Introduction Circular replication-associated protein (Rep)-encoding single-stranded DNA (CRESS-DNA) viruses are widely distributed across diverse hosts and environments, yet their diversity within the human vaginal virome remains poorly characterized. This study aimed to investigate the presence, diversity, and evolutionary relationships of CRESS-DNA viruses in the human vaginal niche. Methods Viral metagenomic sequencing was performed on 24 pooled vaginal swab libraries derived from women with and without vaginitis. After host sequence removal and quality control, de novo assembly and viral identification were conducted. Candidate viral genomes were curated based on genomic features, followed by functional annotation, phylogenetic analysis using Rep protein sequences, and genome-wide pairwise nucleotide identity comparisons. Results A total of five CRESS-DNA viral genomes were identified, including four complete and one nearly complete circular genomes. All genomes exhibited canonical architectures, encoding Rep and Cap proteins and containing conserved HUH endonuclease and superfamily 3 helicase motifs. Phylogenetic analysis placed these viruses within the orders Rohanvirales, Ringavirales, Cirlivirales, and Cremevirales, representing multiple distinct evolutionary lineages. Genome-wide pairwise identity analysis showed that all identified viruses fell below established species- and genus-level thresholds, indicating that they represent novel taxa.
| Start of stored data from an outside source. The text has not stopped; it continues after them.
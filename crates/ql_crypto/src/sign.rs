//! RSA-PSS signatures — SHA-256 digest, 32-byte salt, 2048-bit modulus.
//!
//! Verification NEVER errors: any malformed key, signature, or payload is
//! reported as `false`.  The relay validator depends on this to map every
//! bad signature to the same rejection without special-casing parse
//! failures.

use rsa::pkcs8::{DecodePrivateKey, DecodePublicKey, EncodePrivateKey, EncodePublicKey};
use rsa::pss::{Signature, SigningKey, VerifyingKey};
use rsa::signature::{RandomizedSigner, SignatureEncoding, Verifier};
use rsa::{RsaPrivateKey, RsaPublicKey};
use rand::rngs::OsRng;
use sha2::Sha256;
use zeroize::Zeroizing;

use crate::error::CryptoError;

/// RSA modulus size for long-term identity keys.
pub const MODULUS_BITS: usize = 2048;
/// PSS salt length.
pub const SALT_LEN: usize = 32;

/// A long-term RSA signing key pair.
pub struct SigningKeyPair {
    private: RsaPrivateKey,
    public: RsaPublicKey,
}

impl SigningKeyPair {
    /// Generate a fresh 2048-bit pair. Slow (seconds on small devices);
    /// call once per identity, not per session.
    pub fn generate() -> Result<Self, CryptoError> {
        let private = RsaPrivateKey::new(&mut OsRng, MODULUS_BITS)
            .map_err(|e| CryptoError::KeyGeneration(e.to_string()))?;
        let public = RsaPublicKey::from(&private);
        Ok(Self { private, public })
    }

    /// Sign `msg` with RSA-PSS / SHA-256 / salt 32.
    pub fn sign(&self, msg: &[u8]) -> Result<Vec<u8>, CryptoError> {
        let key = SigningKey::<Sha256>::new_with_salt_len(self.private.clone(), SALT_LEN);
        let signature = key
            .try_sign_with_rng(&mut OsRng, msg)
            .map_err(|e| CryptoError::Signing(e.to_string()))?;
        Ok(signature.to_vec())
    }

    pub fn public(&self) -> &RsaPublicKey {
        &self.public
    }

    /// SubjectPublicKeyInfo DER of the public half. The directory stores
    /// and serves exactly these bytes.
    pub fn public_spki_der(&self) -> Result<Vec<u8>, CryptoError> {
        spki_der(&self.public)
    }

    /// PKCS#8 DER of the private half, for the encrypted key store only.
    pub fn private_pkcs8_der(&self) -> Result<Zeroizing<Vec<u8>>, CryptoError> {
        let doc = self
            .private
            .to_pkcs8_der()
            .map_err(|e| CryptoError::KeyEncoding(e.to_string()))?;
        Ok(Zeroizing::new(doc.as_bytes().to_vec()))
    }

    /// Rebuild a pair from PKCS#8 DER.
    pub fn from_pkcs8_der(der: &[u8]) -> Result<Self, CryptoError> {
        let private = RsaPrivateKey::from_pkcs8_der(der)
            .map_err(|e| CryptoError::InvalidKey(e.to_string()))?;
        let public = RsaPublicKey::from(&private);
        Ok(Self { private, public })
    }
}

/// SubjectPublicKeyInfo DER for any RSA public key.
pub fn spki_der(public: &RsaPublicKey) -> Result<Vec<u8>, CryptoError> {
    public
        .to_public_key_der()
        .map(|doc| doc.as_bytes().to_vec())
        .map_err(|e| CryptoError::KeyEncoding(e.to_string()))
}

/// Verify an RSA-PSS signature against a SubjectPublicKeyInfo-encoded
/// verification key.  Returns `false` on ANY malformed input.
pub fn verify_spki(spki: &[u8], msg: &[u8], signature: &[u8]) -> bool {
    let Ok(public) = RsaPublicKey::from_public_key_der(spki) else {
        return false;
    };
    verify(&public, msg, signature)
}

/// Verify an RSA-PSS signature with an already-parsed public key.
pub fn verify(public: &RsaPublicKey, msg: &[u8], signature: &[u8]) -> bool {
    let Ok(signature) = Signature::try_from(signature) else {
        return false;
    };
    let key = VerifyingKey::<Sha256>::new_with_salt_len(public.clone(), SALT_LEN);
    key.verify(msg, &signature).is_ok()
}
Comparative analyses further revealed substantial divergence from known environmental and vertebrate-associated viruses. Discussion These findings expand the known diversity of CRESS-DNA viruses in the human vaginal virome and highlight their broad evolutionary diversity. The detected viruses likely represent diverse ecological origins rather than stable host-specific infections, and no clear association with vaginitis was observed. This study provides new insights into the evolutionary landscape of CRESS-DNA viruses in the human reproductive tract and underscores the need for further investigation into their biological roles and potential health implications.